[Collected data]
=== Section Start ===
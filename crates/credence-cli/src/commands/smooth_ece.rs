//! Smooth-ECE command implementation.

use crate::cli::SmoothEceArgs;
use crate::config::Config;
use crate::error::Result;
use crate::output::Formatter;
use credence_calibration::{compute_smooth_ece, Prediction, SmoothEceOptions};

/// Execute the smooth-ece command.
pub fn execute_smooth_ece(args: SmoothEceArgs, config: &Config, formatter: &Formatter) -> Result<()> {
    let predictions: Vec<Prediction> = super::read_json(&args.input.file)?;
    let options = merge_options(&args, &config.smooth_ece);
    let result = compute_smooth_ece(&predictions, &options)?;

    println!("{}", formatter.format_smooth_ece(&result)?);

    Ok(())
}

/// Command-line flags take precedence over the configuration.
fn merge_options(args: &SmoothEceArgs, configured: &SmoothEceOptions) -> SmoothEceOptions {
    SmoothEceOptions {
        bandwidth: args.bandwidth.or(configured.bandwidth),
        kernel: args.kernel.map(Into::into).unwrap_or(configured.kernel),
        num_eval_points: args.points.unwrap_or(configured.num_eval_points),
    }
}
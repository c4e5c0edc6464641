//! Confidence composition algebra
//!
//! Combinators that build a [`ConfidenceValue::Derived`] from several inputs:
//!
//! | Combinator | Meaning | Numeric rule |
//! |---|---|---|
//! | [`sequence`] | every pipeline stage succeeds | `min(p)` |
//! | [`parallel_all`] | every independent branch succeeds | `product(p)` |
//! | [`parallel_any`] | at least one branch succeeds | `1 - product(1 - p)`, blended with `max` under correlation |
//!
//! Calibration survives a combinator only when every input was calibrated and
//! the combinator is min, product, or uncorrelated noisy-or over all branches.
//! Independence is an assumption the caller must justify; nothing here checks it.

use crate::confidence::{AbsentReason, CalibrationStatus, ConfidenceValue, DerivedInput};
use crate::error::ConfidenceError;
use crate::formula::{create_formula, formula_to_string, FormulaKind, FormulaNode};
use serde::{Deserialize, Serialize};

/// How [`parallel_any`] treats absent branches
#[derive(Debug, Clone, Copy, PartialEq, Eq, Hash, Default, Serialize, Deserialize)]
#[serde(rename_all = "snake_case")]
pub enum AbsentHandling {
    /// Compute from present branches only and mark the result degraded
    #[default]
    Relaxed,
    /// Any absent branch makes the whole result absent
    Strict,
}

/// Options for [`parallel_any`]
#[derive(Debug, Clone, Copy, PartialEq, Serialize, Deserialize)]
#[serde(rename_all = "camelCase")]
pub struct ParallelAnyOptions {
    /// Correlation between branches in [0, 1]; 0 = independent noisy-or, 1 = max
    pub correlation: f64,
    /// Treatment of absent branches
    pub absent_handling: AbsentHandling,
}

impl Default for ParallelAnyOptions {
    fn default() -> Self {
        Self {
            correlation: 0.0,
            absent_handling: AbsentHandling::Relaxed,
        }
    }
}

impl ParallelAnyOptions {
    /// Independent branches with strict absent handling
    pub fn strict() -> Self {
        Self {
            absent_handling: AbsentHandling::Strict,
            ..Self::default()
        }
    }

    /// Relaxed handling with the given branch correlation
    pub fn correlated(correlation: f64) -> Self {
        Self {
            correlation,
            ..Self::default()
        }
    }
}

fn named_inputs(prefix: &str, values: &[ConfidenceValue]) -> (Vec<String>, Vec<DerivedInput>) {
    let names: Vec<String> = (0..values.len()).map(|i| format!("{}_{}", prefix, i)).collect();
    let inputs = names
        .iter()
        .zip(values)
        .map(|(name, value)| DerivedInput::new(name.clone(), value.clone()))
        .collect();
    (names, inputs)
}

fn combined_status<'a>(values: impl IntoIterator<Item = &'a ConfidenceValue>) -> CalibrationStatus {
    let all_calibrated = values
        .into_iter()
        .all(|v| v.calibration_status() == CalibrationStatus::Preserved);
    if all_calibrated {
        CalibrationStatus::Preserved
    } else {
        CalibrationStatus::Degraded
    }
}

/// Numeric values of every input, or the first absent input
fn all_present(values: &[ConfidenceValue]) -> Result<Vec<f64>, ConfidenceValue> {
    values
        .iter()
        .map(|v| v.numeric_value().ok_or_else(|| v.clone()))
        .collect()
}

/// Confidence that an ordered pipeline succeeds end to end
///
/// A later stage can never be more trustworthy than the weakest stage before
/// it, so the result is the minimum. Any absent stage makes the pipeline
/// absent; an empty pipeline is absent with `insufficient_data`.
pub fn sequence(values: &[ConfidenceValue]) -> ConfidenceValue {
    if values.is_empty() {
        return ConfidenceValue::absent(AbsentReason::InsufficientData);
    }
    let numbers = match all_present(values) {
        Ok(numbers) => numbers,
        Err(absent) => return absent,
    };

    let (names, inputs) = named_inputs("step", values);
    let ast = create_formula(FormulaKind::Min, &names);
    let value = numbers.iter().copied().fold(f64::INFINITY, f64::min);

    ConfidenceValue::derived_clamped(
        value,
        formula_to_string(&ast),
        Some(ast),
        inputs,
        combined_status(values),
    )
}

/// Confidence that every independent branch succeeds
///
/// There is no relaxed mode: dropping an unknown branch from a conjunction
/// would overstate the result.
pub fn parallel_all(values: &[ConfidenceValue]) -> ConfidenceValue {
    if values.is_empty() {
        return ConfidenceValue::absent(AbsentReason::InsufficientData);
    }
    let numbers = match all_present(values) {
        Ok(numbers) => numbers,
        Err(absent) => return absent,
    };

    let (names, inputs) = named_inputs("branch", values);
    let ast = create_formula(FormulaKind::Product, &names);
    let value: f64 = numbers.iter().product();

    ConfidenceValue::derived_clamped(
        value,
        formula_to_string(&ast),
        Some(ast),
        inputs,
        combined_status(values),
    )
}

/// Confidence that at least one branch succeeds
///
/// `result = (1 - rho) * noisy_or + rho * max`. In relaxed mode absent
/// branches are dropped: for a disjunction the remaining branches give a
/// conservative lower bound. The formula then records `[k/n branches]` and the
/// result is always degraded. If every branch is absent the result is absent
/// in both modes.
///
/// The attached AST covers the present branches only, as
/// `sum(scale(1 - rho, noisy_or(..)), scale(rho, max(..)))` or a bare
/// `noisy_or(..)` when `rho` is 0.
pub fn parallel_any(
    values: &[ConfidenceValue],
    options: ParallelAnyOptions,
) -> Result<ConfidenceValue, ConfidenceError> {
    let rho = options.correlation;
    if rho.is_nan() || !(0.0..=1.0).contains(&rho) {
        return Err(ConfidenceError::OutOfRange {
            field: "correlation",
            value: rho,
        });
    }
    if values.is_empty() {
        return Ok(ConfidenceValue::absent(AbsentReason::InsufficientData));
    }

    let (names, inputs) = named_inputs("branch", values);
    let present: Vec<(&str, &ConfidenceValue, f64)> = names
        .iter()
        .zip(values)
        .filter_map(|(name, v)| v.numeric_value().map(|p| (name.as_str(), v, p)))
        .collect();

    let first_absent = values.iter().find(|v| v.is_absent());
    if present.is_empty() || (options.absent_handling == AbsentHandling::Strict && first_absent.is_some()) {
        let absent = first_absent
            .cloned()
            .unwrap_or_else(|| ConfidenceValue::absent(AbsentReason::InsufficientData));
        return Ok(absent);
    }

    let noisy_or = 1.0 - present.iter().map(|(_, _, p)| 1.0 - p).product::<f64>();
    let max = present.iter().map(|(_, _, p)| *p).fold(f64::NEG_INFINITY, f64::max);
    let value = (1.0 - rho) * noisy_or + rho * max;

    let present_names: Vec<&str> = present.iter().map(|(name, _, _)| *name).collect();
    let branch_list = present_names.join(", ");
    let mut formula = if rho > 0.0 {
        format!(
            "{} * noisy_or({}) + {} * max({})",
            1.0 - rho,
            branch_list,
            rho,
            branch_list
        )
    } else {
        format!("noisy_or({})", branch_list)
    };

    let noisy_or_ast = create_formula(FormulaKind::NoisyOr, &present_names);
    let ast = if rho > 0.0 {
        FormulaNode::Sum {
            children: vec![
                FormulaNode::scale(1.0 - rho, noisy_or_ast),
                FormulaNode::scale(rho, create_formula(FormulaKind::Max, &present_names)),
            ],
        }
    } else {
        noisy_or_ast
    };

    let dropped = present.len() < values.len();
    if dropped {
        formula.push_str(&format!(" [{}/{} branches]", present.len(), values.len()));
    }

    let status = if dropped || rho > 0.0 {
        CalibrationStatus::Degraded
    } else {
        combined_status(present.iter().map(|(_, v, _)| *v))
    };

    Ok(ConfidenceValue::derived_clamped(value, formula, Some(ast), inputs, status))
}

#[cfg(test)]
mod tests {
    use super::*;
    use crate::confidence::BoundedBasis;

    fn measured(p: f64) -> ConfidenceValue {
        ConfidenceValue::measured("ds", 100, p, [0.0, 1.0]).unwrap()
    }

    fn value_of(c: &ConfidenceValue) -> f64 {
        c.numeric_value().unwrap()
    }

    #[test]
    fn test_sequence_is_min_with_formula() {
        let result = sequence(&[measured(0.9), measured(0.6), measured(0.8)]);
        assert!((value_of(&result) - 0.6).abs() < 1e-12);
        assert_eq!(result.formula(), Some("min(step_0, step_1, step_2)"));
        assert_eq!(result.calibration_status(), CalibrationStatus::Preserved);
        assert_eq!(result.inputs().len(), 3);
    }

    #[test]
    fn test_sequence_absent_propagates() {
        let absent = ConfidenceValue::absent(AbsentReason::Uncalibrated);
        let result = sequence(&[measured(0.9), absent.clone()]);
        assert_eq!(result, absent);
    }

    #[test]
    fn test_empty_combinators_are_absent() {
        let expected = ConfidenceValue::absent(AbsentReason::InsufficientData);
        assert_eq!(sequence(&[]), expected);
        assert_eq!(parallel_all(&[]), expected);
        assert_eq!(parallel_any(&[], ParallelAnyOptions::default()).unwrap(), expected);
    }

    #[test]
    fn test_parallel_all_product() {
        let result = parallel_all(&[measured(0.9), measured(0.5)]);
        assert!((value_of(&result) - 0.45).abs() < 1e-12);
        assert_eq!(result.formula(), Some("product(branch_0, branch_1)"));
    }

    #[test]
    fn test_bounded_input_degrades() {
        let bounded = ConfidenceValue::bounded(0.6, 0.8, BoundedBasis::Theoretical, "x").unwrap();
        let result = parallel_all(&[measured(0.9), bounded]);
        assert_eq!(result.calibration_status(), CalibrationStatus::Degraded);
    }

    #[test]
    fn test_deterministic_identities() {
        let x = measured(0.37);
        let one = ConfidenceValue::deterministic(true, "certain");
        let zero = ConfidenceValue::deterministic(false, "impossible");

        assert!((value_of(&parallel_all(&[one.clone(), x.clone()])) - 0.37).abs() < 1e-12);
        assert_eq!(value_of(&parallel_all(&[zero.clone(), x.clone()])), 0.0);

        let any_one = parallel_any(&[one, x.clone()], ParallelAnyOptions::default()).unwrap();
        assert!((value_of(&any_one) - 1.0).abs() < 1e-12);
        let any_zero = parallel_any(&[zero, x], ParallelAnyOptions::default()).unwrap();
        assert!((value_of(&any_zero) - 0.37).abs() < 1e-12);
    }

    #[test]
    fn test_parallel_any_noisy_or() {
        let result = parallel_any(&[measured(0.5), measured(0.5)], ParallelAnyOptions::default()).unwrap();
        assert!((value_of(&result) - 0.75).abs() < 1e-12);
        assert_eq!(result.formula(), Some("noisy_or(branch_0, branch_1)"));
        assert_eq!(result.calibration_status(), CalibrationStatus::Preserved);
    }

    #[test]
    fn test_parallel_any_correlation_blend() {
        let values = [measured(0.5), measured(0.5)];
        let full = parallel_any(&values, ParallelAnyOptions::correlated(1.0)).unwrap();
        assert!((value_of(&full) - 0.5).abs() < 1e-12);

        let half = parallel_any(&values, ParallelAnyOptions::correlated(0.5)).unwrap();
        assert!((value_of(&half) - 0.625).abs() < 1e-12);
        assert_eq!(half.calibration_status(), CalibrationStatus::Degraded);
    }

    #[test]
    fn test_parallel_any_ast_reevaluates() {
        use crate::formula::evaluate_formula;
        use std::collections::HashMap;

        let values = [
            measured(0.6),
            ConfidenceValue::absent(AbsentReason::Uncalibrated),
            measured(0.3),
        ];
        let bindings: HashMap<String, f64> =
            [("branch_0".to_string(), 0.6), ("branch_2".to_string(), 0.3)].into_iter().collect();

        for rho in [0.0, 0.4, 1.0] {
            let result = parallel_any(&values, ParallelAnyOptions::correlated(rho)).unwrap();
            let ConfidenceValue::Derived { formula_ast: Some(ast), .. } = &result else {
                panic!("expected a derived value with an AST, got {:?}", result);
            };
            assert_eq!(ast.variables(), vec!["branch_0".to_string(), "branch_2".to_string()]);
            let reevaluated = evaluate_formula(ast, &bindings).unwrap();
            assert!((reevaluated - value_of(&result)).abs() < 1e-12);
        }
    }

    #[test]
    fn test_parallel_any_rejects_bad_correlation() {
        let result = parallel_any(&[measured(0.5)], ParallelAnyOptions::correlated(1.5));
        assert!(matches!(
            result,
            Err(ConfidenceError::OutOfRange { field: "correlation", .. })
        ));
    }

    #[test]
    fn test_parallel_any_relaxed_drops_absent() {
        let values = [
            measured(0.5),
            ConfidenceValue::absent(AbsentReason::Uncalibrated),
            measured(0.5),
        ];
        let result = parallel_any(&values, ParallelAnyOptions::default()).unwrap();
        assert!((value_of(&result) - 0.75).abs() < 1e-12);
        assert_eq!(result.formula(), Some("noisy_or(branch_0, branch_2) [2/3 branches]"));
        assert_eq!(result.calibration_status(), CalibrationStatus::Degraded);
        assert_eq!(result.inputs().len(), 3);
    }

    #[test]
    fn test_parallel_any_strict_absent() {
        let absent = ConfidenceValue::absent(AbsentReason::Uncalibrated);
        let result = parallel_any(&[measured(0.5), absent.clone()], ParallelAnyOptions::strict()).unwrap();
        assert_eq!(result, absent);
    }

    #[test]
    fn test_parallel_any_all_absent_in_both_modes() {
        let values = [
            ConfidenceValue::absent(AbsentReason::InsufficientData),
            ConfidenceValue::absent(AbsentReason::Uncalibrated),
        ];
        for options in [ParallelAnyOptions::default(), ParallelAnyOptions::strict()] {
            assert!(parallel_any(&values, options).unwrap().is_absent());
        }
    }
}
=== Section End ===
=== Section Start ===
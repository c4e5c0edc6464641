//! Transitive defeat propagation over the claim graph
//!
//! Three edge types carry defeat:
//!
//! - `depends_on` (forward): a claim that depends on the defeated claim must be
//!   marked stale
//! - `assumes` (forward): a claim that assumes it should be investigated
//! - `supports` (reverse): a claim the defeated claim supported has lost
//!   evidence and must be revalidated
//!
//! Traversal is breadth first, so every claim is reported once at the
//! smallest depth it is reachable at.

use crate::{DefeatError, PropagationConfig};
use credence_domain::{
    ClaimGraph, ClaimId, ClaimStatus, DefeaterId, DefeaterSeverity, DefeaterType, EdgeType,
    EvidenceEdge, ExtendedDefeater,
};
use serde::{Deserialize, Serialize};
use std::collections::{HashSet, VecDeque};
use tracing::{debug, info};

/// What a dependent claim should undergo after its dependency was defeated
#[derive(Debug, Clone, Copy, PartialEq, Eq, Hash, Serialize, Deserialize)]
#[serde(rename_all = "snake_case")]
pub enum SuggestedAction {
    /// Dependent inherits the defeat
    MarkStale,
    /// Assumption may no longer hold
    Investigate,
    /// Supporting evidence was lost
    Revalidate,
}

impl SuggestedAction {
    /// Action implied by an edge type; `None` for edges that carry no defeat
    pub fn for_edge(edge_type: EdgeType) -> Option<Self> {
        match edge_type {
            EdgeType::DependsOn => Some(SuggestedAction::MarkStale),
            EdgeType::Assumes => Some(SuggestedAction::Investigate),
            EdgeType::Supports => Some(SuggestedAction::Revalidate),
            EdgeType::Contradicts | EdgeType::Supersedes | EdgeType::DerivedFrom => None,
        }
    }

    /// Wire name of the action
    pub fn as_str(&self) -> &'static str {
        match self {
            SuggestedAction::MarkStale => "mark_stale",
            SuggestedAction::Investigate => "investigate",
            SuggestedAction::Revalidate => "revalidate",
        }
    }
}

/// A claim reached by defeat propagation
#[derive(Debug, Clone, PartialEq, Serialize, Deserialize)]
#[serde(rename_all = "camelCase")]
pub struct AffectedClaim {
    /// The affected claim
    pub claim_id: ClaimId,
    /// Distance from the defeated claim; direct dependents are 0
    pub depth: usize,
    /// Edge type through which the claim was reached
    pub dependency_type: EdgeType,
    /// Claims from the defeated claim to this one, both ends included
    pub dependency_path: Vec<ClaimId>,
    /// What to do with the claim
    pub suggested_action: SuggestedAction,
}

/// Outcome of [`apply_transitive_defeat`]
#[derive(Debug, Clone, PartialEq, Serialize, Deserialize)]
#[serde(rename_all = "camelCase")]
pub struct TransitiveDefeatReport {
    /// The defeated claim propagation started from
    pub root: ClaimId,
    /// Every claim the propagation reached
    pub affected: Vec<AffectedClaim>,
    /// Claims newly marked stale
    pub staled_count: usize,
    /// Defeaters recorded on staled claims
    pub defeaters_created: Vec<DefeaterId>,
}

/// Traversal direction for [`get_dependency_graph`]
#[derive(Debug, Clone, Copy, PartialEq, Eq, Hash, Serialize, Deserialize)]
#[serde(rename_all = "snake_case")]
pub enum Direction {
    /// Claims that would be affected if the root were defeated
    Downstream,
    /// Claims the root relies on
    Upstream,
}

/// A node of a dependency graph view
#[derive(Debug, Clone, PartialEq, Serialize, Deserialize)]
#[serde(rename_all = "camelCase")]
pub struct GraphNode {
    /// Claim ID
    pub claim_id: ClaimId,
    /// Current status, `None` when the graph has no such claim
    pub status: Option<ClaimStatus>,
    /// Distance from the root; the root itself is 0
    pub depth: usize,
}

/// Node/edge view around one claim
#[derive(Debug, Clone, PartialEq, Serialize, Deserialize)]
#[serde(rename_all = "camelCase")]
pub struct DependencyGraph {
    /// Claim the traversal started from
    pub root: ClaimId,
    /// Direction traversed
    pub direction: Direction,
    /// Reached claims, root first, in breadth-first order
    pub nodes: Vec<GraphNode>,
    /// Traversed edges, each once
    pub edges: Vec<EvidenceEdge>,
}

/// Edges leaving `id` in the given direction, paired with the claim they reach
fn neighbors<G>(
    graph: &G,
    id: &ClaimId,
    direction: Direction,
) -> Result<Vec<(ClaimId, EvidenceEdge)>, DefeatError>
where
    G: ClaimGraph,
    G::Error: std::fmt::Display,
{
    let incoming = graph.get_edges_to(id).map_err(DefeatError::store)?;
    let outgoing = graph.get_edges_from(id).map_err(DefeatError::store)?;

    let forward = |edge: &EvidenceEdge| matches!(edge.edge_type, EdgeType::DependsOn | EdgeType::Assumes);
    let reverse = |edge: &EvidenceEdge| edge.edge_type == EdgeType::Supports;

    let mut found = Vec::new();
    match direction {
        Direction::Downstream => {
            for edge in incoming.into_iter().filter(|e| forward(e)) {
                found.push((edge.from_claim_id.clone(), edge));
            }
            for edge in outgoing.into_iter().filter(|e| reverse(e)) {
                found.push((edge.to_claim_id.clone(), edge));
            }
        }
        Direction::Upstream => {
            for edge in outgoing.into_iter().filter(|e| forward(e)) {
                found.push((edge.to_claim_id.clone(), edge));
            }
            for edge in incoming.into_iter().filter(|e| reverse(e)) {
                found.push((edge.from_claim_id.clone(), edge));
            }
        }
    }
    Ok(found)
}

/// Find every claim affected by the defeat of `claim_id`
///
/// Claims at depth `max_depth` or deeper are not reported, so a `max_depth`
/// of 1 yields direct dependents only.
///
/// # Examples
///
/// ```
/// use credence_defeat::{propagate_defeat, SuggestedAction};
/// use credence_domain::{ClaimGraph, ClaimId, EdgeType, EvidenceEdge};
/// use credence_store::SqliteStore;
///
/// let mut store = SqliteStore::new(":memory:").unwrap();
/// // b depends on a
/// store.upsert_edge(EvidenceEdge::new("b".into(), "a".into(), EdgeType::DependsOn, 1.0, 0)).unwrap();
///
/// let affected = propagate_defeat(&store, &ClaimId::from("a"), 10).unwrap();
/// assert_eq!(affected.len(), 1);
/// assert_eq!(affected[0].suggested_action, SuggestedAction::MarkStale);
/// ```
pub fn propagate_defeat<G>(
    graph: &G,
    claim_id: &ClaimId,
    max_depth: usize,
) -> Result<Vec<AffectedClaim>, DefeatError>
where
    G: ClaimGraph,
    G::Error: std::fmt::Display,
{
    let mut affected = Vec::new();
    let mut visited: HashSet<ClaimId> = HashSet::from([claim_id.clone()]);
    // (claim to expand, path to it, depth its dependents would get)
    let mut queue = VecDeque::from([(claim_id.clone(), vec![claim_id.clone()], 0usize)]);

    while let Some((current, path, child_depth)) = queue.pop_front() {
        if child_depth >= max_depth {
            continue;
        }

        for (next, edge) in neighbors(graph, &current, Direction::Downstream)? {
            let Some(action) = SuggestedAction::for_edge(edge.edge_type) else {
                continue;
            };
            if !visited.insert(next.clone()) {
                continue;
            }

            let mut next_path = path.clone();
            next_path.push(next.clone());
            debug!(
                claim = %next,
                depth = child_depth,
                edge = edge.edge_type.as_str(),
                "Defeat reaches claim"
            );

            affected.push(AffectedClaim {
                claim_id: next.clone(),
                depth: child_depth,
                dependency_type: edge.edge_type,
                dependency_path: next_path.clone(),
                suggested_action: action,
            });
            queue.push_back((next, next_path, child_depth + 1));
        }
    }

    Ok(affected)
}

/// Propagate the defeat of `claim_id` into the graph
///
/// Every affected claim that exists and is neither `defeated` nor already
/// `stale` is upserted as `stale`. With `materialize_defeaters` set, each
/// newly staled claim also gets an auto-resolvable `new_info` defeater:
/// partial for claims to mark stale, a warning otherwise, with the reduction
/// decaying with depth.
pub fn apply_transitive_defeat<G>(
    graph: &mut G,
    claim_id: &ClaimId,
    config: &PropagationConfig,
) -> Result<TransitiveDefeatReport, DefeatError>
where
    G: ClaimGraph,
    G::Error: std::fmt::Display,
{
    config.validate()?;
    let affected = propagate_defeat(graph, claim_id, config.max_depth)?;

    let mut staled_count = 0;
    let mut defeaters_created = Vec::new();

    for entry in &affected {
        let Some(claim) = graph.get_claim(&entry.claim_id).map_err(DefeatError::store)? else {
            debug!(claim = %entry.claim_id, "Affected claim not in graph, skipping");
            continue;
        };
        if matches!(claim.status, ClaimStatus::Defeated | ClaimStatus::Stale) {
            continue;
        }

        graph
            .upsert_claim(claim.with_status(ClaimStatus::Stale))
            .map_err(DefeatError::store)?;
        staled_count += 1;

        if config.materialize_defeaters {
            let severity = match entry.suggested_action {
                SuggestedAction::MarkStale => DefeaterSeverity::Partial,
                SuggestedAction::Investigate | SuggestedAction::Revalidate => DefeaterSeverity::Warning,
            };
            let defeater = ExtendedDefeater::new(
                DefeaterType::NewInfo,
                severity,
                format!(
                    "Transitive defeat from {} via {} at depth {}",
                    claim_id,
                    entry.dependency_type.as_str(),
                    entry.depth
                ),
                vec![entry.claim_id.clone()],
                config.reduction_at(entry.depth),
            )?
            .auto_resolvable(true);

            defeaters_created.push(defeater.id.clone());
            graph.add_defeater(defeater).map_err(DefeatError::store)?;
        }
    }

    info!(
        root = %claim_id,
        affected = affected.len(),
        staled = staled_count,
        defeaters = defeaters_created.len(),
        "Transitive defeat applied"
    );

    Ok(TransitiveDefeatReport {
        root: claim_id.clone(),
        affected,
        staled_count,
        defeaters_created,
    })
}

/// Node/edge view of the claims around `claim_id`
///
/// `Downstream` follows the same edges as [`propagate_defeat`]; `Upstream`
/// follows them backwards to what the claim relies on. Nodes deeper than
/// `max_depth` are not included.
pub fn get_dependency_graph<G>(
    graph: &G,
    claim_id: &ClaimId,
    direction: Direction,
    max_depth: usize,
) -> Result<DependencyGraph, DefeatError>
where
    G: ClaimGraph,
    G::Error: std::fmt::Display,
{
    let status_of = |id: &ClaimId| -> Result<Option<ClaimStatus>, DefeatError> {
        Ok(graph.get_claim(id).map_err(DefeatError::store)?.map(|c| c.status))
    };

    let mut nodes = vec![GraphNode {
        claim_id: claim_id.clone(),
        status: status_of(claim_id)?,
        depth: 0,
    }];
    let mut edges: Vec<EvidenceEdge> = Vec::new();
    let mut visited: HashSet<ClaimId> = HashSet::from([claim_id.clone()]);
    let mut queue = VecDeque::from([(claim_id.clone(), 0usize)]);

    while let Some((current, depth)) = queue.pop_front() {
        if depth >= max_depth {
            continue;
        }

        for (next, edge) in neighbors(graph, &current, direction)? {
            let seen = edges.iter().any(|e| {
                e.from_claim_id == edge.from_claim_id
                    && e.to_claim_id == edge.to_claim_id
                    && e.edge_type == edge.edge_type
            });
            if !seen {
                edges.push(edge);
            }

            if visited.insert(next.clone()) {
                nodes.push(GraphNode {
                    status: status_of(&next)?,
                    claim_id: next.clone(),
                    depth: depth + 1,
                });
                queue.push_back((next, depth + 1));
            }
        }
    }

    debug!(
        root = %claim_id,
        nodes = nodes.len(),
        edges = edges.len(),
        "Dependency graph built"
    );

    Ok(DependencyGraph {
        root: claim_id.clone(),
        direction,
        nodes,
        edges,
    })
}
=== Section End ===
== TASK ==
Please return the lines above that run from the line containing "filename crates/credence-cli/src/commands/smooth_ece.rs" to the line containing "every pipeline stage", inclusive, exactly and with no other lines.

== RESULT OF THE TASK ==
filename crates/credence-cli/src/commands/smooth_ece.rs
//! Smooth-ECE command implementation.

use crate::cli::SmoothEceArgs;
use crate::config::Config;
use crate::error::Result;
use crate::output::Formatter;
use credence_calibration::{compute_smooth_ece, Prediction, SmoothEceOptions};

/// Execute the smooth-ece command.
pub fn execute_smooth_ece(args: SmoothEceArgs, config: &Config, formatter: &Formatter) -> Result<()> {
    let predictions: Vec<Prediction> = super::read_json(&args.input.file)?;
    let options = merge_options(&args, &config.smooth_ece);
    let result = compute_smooth_ece(&predictions, &options)?;

    println!("{}", formatter.format_smooth_ece(&result)?);

    Ok(())
}

/// Command-line flags take precedence over the configuration.
fn merge_options(args: &SmoothEceArgs, configured: &SmoothEceOptions) -> SmoothEceOptions {
    SmoothEceOptions {
        bandwidth: args.bandwidth.or(configured.bandwidth),
        kernel: args.kernel.map(Into::into).unwrap_or(configured.kernel),
        num_eval_points: args.points.unwrap_or(configured.num_eval_points),
    }
}
repository c4e5c0edc6464641
//! Confidence composition algebra
//!
//! Combinators that build a [`ConfidenceValue::Derived`] from several inputs:
//!
//! | Combinator | Meaning | Numeric rule |
//! |---|---|---|
//! | [`sequence`] | every pipeline stage succeeds | `min(p)` |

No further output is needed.